Lors des récentes négociations de la COP27, le Canada et l’Arabie saoudite se sont battus sur un même front contre l’élimination progressive de tous les combustibles fossiles.

Tiré de Canadian Dimension
Dimanche 1er décembre 2022 / Par Nick Gottlieb
traduction Johan Wallengren

Il y a quelques semaines, le New York Times a publié une enquête sur les démarches extensives de l’Arabie saoudite pour faire en sorte que l’économie mondiale continue de carburer aux combustibles fossiles. L’article brosse un portrait peu reluisant de ce pays qui est l’un des plus grands producteurs de pétrole au monde et s’attarde sur la variété de tactiques déployées par celui-ci pour bloquer toute initiative mondiale notable visant à combattre les changements climatiques, se drapant en même temps de vert.

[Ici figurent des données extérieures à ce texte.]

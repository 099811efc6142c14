//! Resource and data source traits, and the registry that maps type names
//! to implementations.

use crate::connectivity::TencentCloudClient;
use crate::error::{ProviderError, Result};
use crate::schema::{ProviderSchema, Schema};
use crate::state::ResourceData;
use async_trait::async_trait;
use std::collections::BTreeMap;
use std::sync::Arc;

/// A managed cloud object with a create/read/update/delete lifecycle.
///
/// Callbacks read their arguments from `d` and write results back to it.
/// `create` and `update` finish by re-reading the object. `read` clears the
/// id (`d.set_id("")`) when the object no longer exists.
#[async_trait]
pub trait Resource: Send + Sync {
    /// Type name, e.g. `tencentcloud_clickhouse_backup`.
    fn name(&self) -> &'static str;

    /// Schema of the resource.
    fn schema(&self) -> Schema;

    /// Arguments that cannot be changed in place. Changing one fails the
    /// update before any API call is made.
    fn immutable_args(&self) -> &'static [&'static str] {
        &[]
    }

    /// Create the object and set the id.
    async fn create(&self, client: &TencentCloudClient, d: &mut ResourceData) -> Result<()>;

    /// Refresh `d` from the API.
    async fn read(&self, client: &TencentCloudClient, d: &mut ResourceData) -> Result<()>;

    /// Apply changed fields.
    async fn update(&self, client: &TencentCloudClient, d: &mut ResourceData) -> Result<()>;

    /// Delete the object.
    async fn delete(&self, client: &TencentCloudClient, d: &mut ResourceData) -> Result<()>;

    /// Rebuild state from the id alone. The default reads the object.
    async fn import(&self, client: &TencentCloudClient, d: &mut ResourceData) -> Result<()> {
        self.read(client, d).await
    }
}

/// A read-only query against the cloud API.
#[async_trait]
pub trait DataSource: Send + Sync {
    /// Type name, e.g. `tencentcloud_clickhouse_instances`.
    fn name(&self) -> &'static str;

    /// Schema of the data source.
    fn schema(&self) -> Schema;

    /// Computed attribute written to `result_output_file` when it is set.
    fn result_key(&self) -> &'static str;

    /// Query the API and fill in computed attributes and the id.
    async fn read(&self, client: &TencentCloudClient, d: &mut ResourceData) -> Result<()>;
}

/// Resource and data source implementations by type name.
#[derive(Default, Clone)]
pub struct Registry {
    resources: BTreeMap<&'static str, Arc<dyn Resource>>,
    data_sources: BTreeMap<&'static str, Arc<dyn DataSource>>,
}

impl std::fmt::Debug for Registry {
    fn fmt(&self, f: &mut std::fmt::Formatter<'_>) -> std::fmt::Result {
        f.debug_struct("Registry")
            .field("resources", &self.resources.keys().collect::<Vec<_>>())
            .field("data_sources", &self.data_sources.keys().collect::<Vec<_>>())
            .finish()
    }
}

impl Registry {
    /// Create an empty registry.
    pub fn new() -> Self {
        Self::default()
    }

    /// Register a resource under its name.
    pub fn with_resource<R: Resource + 'static>(mut self, resource: R) -> Self {
        self.resources.insert(resource.name(), Arc::new(resource));
        self
    }

    /// Register a data source under its name.
    pub fn with_data_source<D: DataSource + 'static>(mut self, data_source: D) -> Self {
        self.data_sources.insert(data_source.name(), Arc::new(data_source));
        self
    }

    /// Look up a resource.
    pub fn resource(&self, name: &str) -> Result<Arc<dyn Resource>> {
        self.resources
            .get(name)
            .cloned()
            .ok_or_else(|| ProviderError::UnknownResource(name.to_string()))
    }

    /// Look up a data source.
    pub fn data_source(&self, name: &str) -> Result<Arc<dyn DataSource>> {
        self.data_sources
            .get(name)
            .cloned()
            .ok_or_else(|| ProviderError::UnknownResource(format!("data source {}", name)))
    }

    /// Registered resource names, sorted.
    pub fn resource_names(&self) -> Vec<String> {
        self.resources.keys().map(|k| k.to_string()).collect()
    }

    /// Registered data source names, sorted.
    pub fn data_source_names(&self) -> Vec<String> {
        self.data_sources.keys().map(|k| k.to_string()).collect()
    }

    /// Schemas of everything registered, with `provider` as the config schema.
    pub fn provider_schema(&self, provider: Schema) -> ProviderSchema {
        let schema = ProviderSchema::new().with_provider_config(provider);
        let schema = self
            .resources
            .iter()
            .fold(schema, |s, (name, r)| s.with_resource(*name, r.schema()));
        self.data_sources
            .iter()
            .fold(schema, |s, (name, ds)| s.with_data_source(*name, ds.schema()))
    }
}
//! Poll an object's status after a mutating call until it settles.

use crate::error::{ProviderError, Result};
use std::future::Future;
use std::time::Duration;
use tokio::time::Instant;
use tracing::debug;

/// Consecutive "not found" refreshes tolerated before giving up.
pub const NOT_FOUND_CHECKS: u32 = 20;

/// Describes what to wait for.
#[derive(Debug, Clone)]
pub struct StateChangeConf {
    /// States that mean "still working".
    pub pending: Vec<String>,
    /// States that mean "done".
    pub target: Vec<String>,
    /// States that mean "will never get there".
    pub fail: Vec<String>,
    /// Give up after this long.
    pub timeout: Duration,
    /// Pause between refreshes.
    pub poll_interval: Duration,
    /// Pause before the first refresh.
    pub delay: Duration,
}

impl StateChangeConf {
    /// Wait for one of `target`, tolerating `pending`.
    pub fn new(pending: &[&str], target: &[&str], timeout: Duration, poll_interval: Duration) -> Self {
        Self {
            pending: pending.iter().map(|s| s.to_string()).collect(),
            target: target.iter().map(|s| s.to_string()).collect(),
            fail: Vec::new(),
            timeout,
            poll_interval,
            delay: Duration::ZERO,
        }
    }

    /// States that abort the wait with an error.
    pub fn with_fail(mut self, fail: &[&str]) -> Self {
        self.fail = fail.iter().map(|s| s.to_string()).collect();
        self
    }

    /// Sleep before the first refresh.
    pub fn with_delay(mut self, delay: Duration) -> Self {
        self.delay = delay;
        self
    }

    /// Refresh until a target state is reached.
    ///
    /// `refresh` returns `Ok(None)` when the object cannot be found, or
    /// `Ok(Some((object, state)))`. A refresh error ends the wait.
    pub async fn wait_for_state<T, F, Fut>(&self, mut refresh: F) -> Result<T>
    where
        F: FnMut() -> Fut,
        Fut: Future<Output = Result<Option<(T, String)>>>,
    {
        let deadline = Instant::now() + self.timeout;
        if !self.delay.is_zero() {
            tokio::time::sleep(self.delay).await;
        }

        let mut not_found: u32 = 0;
        let mut last_state = String::new();
        loop {
            match refresh().await? {
                None => {
                    not_found += 1;
                    if not_found > NOT_FOUND_CHECKS {
                        return Err(ProviderError::NotFound(format!(
                            "couldn't find resource ({} retries)",
                            NOT_FOUND_CHECKS
                        )));
                    }
                },
                Some((object, state)) => {
                    not_found = 0;
                    if self.target.iter().any(|t| *t == state) {
                        return Ok(object);
                    }
                    if self.fail.iter().any(|f| *f == state) {
                        return Err(ProviderError::FailedPrecondition(format!(
                            "unexpected state '{}', wanted target '{}'",
                            state,
                            self.target.join(", ")
                        )));
                    }
                    if !self.pending.is_empty() && !self.pending.iter().any(|p| *p == state) {
                        return Err(ProviderError::FailedPrecondition(format!(
                            "unexpected state '{}', wanted target '{}'",
                            state,
                            self.target.join(", ")
                        )));
                    }
                    debug!(state = %state, "waiting for state change");
                    last_state = state;
                },
            }

            if Instant::now() + self.poll_interval > deadline {
                return Err(ProviderError::DeadlineExceeded(format!(
                    "timeout while waiting for state to become '{}' (last state: '{}', timeout: {:?})",
                    self.target.join(", "),
                    last_state,
                    self.timeout
                )));
            }
            tokio::time::sleep(self.poll_interval).await;
        }
    }
}

#[cfg(test)]
mod tests {
    use super::*;
    use std::sync::Mutex;

    fn conf() -> StateChangeConf {
        StateChangeConf::new(
            &["Init", "Modify"],
            &["Serving"],
            Duration::from_millis(200),
            Duration::from_millis(1),
        )
        .with_fail(&["Deleted"])
    }

    fn scripted(states: &[&str]) -> Mutex<Vec<String>> {
        Mutex::new(states.iter().rev().map(|s| s.to_string()).collect())
    }

    #[tokio::test]
    async fn test_reaches_target() {
        let script = scripted(&["Modify", "Modify", "Serving"]);
        let script = &script;
        let result = conf()
            .wait_for_state(move || async move {
                let state = script.lock().unwrap().pop().unwrap_or_default();
                Ok(Some((state.clone(), state)))
            })
            .await;
        assert_eq!(result.unwrap(), "Serving");
    }

    #[tokio::test]
    async fn test_fail_state_stops_immediately() {
        let script = scripted(&["Modify", "Deleted", "Serving"]);
        let script = &script;
        let result: Result<String> = conf()
            .wait_for_state(move || async move {
                let state = script.lock().unwrap().pop().unwrap_or_default();
                Ok(Some((state.clone(), state)))
            })
            .await;
        assert!(matches!(result, Err(ProviderError::FailedPrecondition(_))));
        assert_eq!(script.lock().unwrap().len(), 1);
    }

    #[tokio::test]
    async fn test_unknown_state_is_an_error() {
        let result: Result<()> = conf()
            .wait_for_state(|| async { Ok(Some(((), "Exploded".to_string()))) })
            .await;
        assert!(result.unwrap_err().to_string().contains("Exploded"));
    }

    #[tokio::test]
    async fn test_times_out_while_pending() {
        let conf = StateChangeConf::new(&["1"], &["2"], Duration::from_millis(20), Duration::from_millis(5));
        let result: Result<()> = conf
            .wait_for_state(|| async { Ok(Some(((), "1".to_string()))) })
            .await;
        let err = result.unwrap_err();
        assert!(matches!(err, ProviderError::DeadlineExceeded(_)));
        assert!(err.to_string().contains("last state: '1'"));
    }

    #[tokio::test]
    async fn test_refresh_error_propagates() {
        let result: Result<()> = conf()
            .wait_for_state(|| async { Err(ProviderError::Sdk("describe failed".into())) })
            .await;
        assert_eq!(result.unwrap_err().message(), "describe failed");
    }

    #[tokio::test]
    async fn test_not_found_gives_up() {
        let conf = StateChangeConf::new(&[], &["Serving"], Duration::from_secs(5), Duration::from_millis(1));
        let result: Result<()> = conf.wait_for_state(|| async { Ok(None) }).await;
        assert!(result.unwrap_err().is_not_found());
    }
}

Ce qui pourrait être encore moins reluisant, c’est que presque chaque phrase de cet article serait tout aussi vraie si on remplaçait « l’Arabie saoudite »/« le royaume » par « le Canada ». La déclaration, peut-être la plus révélatrice, relevée dans The Times, s’énonce ainsi : le «  ministère saoudien de l’Énergie a déclaré qu’il s’attendait à ce que les hydrocarbures tels que le pétrole, le gaz et le charbon continuent de représenter une partie essentielle du bouquet énergétique mondial pendant des décennies ».

Il suffit de remonter un an ou deux en arrière pour voir que le gouvernement canadien a eu l’audace de s’exprimer exactement dans le même sens, allant jusqu’à affirmer que le Canada sera – et devrait être – le principal pays producteur de combustibles fossiles dans la seconde moitié de ce siècle.

Le mois dernier, dans le cadre d’une entrevue avec Akshat Rathi de Bloomberg, M. Trudeau a dit que « le Canada est positionné pour être LE pourvoyeur d’énergie dans un monde net zéro », c’est-à-dire après 2050.

Plus tôt cette année, le ministre des Ressources naturelles, Jonathan Wilkinson, a déclaré à la CBC que beaucoup d’idées fausses circulent sur le rôle des combustibles fossiles dans notre progression vers un avenir à plus faible émission de carbone... il reste des quantités importantes de pétrole et de gaz que nous allons exploiter dans un avenir « net zéro ».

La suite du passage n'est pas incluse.